Lancement prochain de la sonde Solar Orbiter

Le 6 février prochain (début de la fenêtre de tir de 19 jours), la sonde Solar Orbiter de l’agence spatiale européenne sera lancée du centre spatial Kennedy en Floride pour un périple de plusieurs années autour du Soleil. Le LPC2E a conçu et réalisé le capteur de champ magnétique alternatif SCM (Search Coil Magnetometer) intégré à l’expérience RPW (Radio and Plasma Waves) de Solar Orbiter.

Le 6 février prochain (début de la fenêtre de tir de 19 jours), la sonde Solar Orbiter de l’agence spatiale européenne (ESA) sera lancée du centre spatial Kennedy en Floride pour un périple de plusieurs années autour du Soleil. En utilisant plusieurs fois l’assistance gravitationnelle de Vénus, Solar Orbiter se rapprochera du Soleil jusqu’à moins d’un tiers de la distance Terre-Soleil, tout en sortant du plan de l’écliptique. La sonde fournira ainsi les images les plus proches du Soleil jamais effectuées ainsi que les premières images des pôles de notre étoile. Le satellite de la taille d’une camionnette embarque 180 kg de charge utile répartie dans 4 instruments mesurant le plasma au niveau du satellite et 6 instruments chargés d’analyser la lumière émise par le Soleil. 

La spécificité de la mission réside dans l’association de ces deux types de mesures (« in situ » et à distance) pour comprendre comment le Soleil contrôle le milieu interplanétaire, également appelé héliosphère, et impacte les planètes et en particulier la Terre.  Les mystères à résoudre sont nombreux, de l’origine du vent solaire qui remplit l’espace à la génération et la variabilité du champ magnétique de notre étoile, en passant par les éruptions solaires qui peuvent affecter les technologies que nous utilisons sur Terre, comme le GPS. Solar Orbiter jouera également un rôle crucial pour la mission Parker Solar Probe de la NASA, une sonde cousine lancée en aout 2018 qui s’approche plus près du Soleil mais effectue seulement des mesures du plasma « in situ ».

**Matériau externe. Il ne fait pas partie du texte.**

// SPDX-License-Identifier: AGPL-3.0-only

//! Error types.
//!
//! Every fallible subsystem gets its own enum, one variant per failure kind,
//! each carrying enough context to both match on programmatically and print
//! usefully. [`Error`] composes them with `#[from]` so a `?` chain through
//! several layers converts automatically.

use {
    std::{borrow::Cow, error, ffi::NulError, fmt, io, os::unix::io::RawFd},
};

/// An [`io::Error`] annotated with which operation produced it.
///
/// Several steps in this crate (spawning, opening files, allocating pipes)
/// fail with a bare [`io::Error`] that, on its own, tells the caller nothing
/// about which of several similar calls went wrong. This type pairs the
/// error with a short note naming the step, without allocating unless the
/// note itself is owned.
#[derive(Debug)]
pub struct ContextError
{
    /// Which error ultimately occurred.
    pub inner: io::Error,

    /// Which step the error comes from.
    pub context: Cow<'static, str>,
}

impl fmt::Display for ContextError
{
    fn fmt(&self, f: &mut fmt::Formatter) -> fmt::Result
    {
        write!(f, "{}: {}", self.context, self.inner)
    }
}

impl error::Error for ContextError
{
    fn source(&self) -> Option<&(dyn error::Error + 'static)>
    {
        Some(&self.inner)
    }
}

/// Attach a [`ContextError`] note to an [`io::Result`].
pub trait ResultExt
{
    /// The success type of the result.
    type Ok;

    /// Attach `context` to the error, if any.
    fn context<C>(self, context: C) -> Result<Self::Ok, ContextError>
        where C: Into<Cow<'static, str>>;
}

impl<T> ResultExt for Result<T, io::Error>
{
    type Ok = T;

    fn context<C>(self, context: C) -> Result<T, ContextError>
        where C: Into<Cow<'static, str>>
    {
        self.map_err(|inner| ContextError{inner, context: context.into()})
    }
}

/// Could not spawn a child process.
#[derive(Debug, thiserror::Error)]
pub enum SpawnError
{
    /// `fork(2)` failed.
    #[error("fork: {0}")]
    Fork(#[source] io::Error),

    /// The executable path or an argument contained an interior NUL.
    #[error("argument contains an interior NUL: {0}")]
    InvalidArgument(#[from] NulError),
}

/// Could not allocate an OS pipe.
#[derive(Debug, thiserror::Error)]
#[error("pipe2: {0}")]
pub struct PipeError(#[from] pub io::Error);

/// A [`crate::io::FileSource`] or [`crate::io::FileSink`] could not open its path.
#[derive(Debug, thiserror::Error)]
#[error("open {path}: {source}")]
pub struct OpenError
{
    /// The path that could not be opened.
    pub path: String,

    /// The underlying error.
    #[source]
    pub source: io::Error,
}

/// [`crate::io_pump::IoPump`] failed while copying bytes.
#[derive(Debug, thiserror::Error)]
pub enum PumpError
{
    /// Reading from the source failed.
    #[error("read from source: {0}")]
    ReadFailed(#[source] io::Error),

    /// A sink rejected bytes.
    #[error("sink (fd {fd}) is not writable: {source:?}")]
    SinkNotWritable
    {
        /// The offending sink's file descriptor.
        fd: RawFd,

        /// The underlying error, if any (a non-positive `write` return
        /// without an accompanying `errno` is represented as `None`).
        #[source]
        source: Option<io::Error>,
    },
}

/// [`crate::diskspace::Diskspace`] construction-time validation failed.
#[derive(Debug, thiserror::Error)]
pub enum DiskspaceError
{
    /// `usable` was not a positive number of megabytes.
    #[error("no usable disk space configured")]
    NoSpaceAvailable,

    /// The diskspace root directory does not exist or is not writable.
    #[error("diskspace directory is not usable: {0}")]
    DirectoryError(#[source] io::Error),
}

/// `Image` construction-time or probing-time failure.
#[derive(Debug, thiserror::Error)]
pub enum ImageError
{
    /// The image id contains `/` or a NUL byte.
    #[error("bad image id: {0:?}")]
    BadImageId(String),

    /// The passphrase contains a newline.
    #[error("passphrase contains a newline")]
    BadPassphrase,

    /// The compression level is not in `1..=9`.
    #[error("bad compression level: {0}")]
    BadCompression(i32),

    /// The archive lister reported a name the validator should have
    /// rejected.
    #[error("archiver reported an unexpected filename: {0:?}")]
    BadFilename(String),

    /// The per-image budget formula produced a non-positive archive cap.
    #[error("capacity too small to hold even the index")]
    CapacityTooSmall,

    /// After validation and/or refining, no files are left to archive.
    #[error("archive would be empty")]
    ArchiveWouldBeEmpty,

    /// The per-image workspace directory could not be created.
    #[error("could not create image workspace: {0}")]
    UnableToCreateSubdirectory(#[source] io::Error),

    /// The encrypted index file could not be written.
    #[error("could not write image index: {0}")]
    InfoWriteFailed(#[source] io::Error),

    /// A lower-level failure propagated from spawning, piping, or pumping.
    #[error(transparent)]
    Spawn(#[from] SpawnError),

    /// A lower-level failure propagated from spawning, piping, or pumping.
    #[error(transparent)]
    Pipe(#[from] PipeError),

    /// A lower-level failure propagated from spawning, piping, or pumping.
    #[error(transparent)]
    Pump(#[from] PumpError),

    /// A lower-level failure propagated from spawning, piping, or pumping.
    #[error(transparent)]
    Open(#[from] OpenError),

    /// A lower-level failure propagated from the disk-space arbiter.
    #[error(transparent)]
    Diskspace(#[from] DiskspaceError),
}

/// Any error this crate can produce.
#[derive(Debug, thiserror::Error)]
pub enum Error
{
    /// See [`SpawnError`].
    #[error(transparent)]
    Spawn(#[from] SpawnError),

    /// See [`PipeError`].
    #[error(transparent)]
    Pipe(#[from] PipeError),

    /// See [`OpenError`].
    #[error(transparent)]
    Open(#[from] OpenError),

    /// See [`PumpError`].
    #[error(transparent)]
    Pump(#[from] PumpError),

    /// See [`DiskspaceError`].
    #[error(transparent)]
    Diskspace(#[from] DiskspaceError),

    /// See [`ImageError`].
    #[error(transparent)]
    Image(#[from] ImageError),
}

impl From<Error> for ImageError
{
    fn from(error: Error) -> Self
    {
        match error {
            Error::Spawn(e)     => ImageError::Spawn(e),
            Error::Pipe(e)      => ImageError::Pipe(e),
            Error::Open(e)      => ImageError::Open(e),
            Error::Pump(e)      => ImageError::Pump(e),
            Error::Diskspace(e) => ImageError::Diskspace(e),
            Error::Image(e)     => e,
        }
    }
}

La communauté scientifique française a fortement contribué à la mission en fournissant plusieurs instruments permettant la mesure des particules et des champs électriques et magnétiques du vent solaire ainsi que l’observation de l’atmosphère de notre étoile. Le Laboratoire de Physique et Chimie de l’Environnement et de l’Espace (LPC2E) du CNRS à Orléans a en particulier conçu et réalisé le capteur de champ magnétique alternatif SCM (Search Coil Magnetometer) intégré à l’expérience RPW (Radio and Plasma Waves).  Ce capteur permettra de caractériser les variations du champ magnétique et de mieux comprendre la dynamique du vent solaire. Pour bien mesurer le champ magnétique du milieu, et non celui généré par le satellite ou les autres instruments, SCM se situe avec 3 autres capteurs à mi-hauteur d’un mât déployable à 2 mètres de la plateforme. Il sera ainsi dans l’ombre du bouclier thermique qui protège cette plateforme, soumis à une température extérieure de -145°C mais ramenée à -50°C grâce à un système de chauffage et une couverture thermique.

La sonde Solar Orbiter à l’approche du Soleil (vue d’artiste, crédit ESA). Le capteur SCM se situe au milieu du mât à l’arrière du satellite et à deux mètres de celui-ci.
Le capteur SCM réalisé au LPC2E avant livraison et sans sa couverture thermique. Les 3 antennes magnétiques sont montées sur un support isolant à l’intérieur duquel se trouvent un préamplificateur miniature et un réchauffeur. La hauteur du capteur est de 16 cm.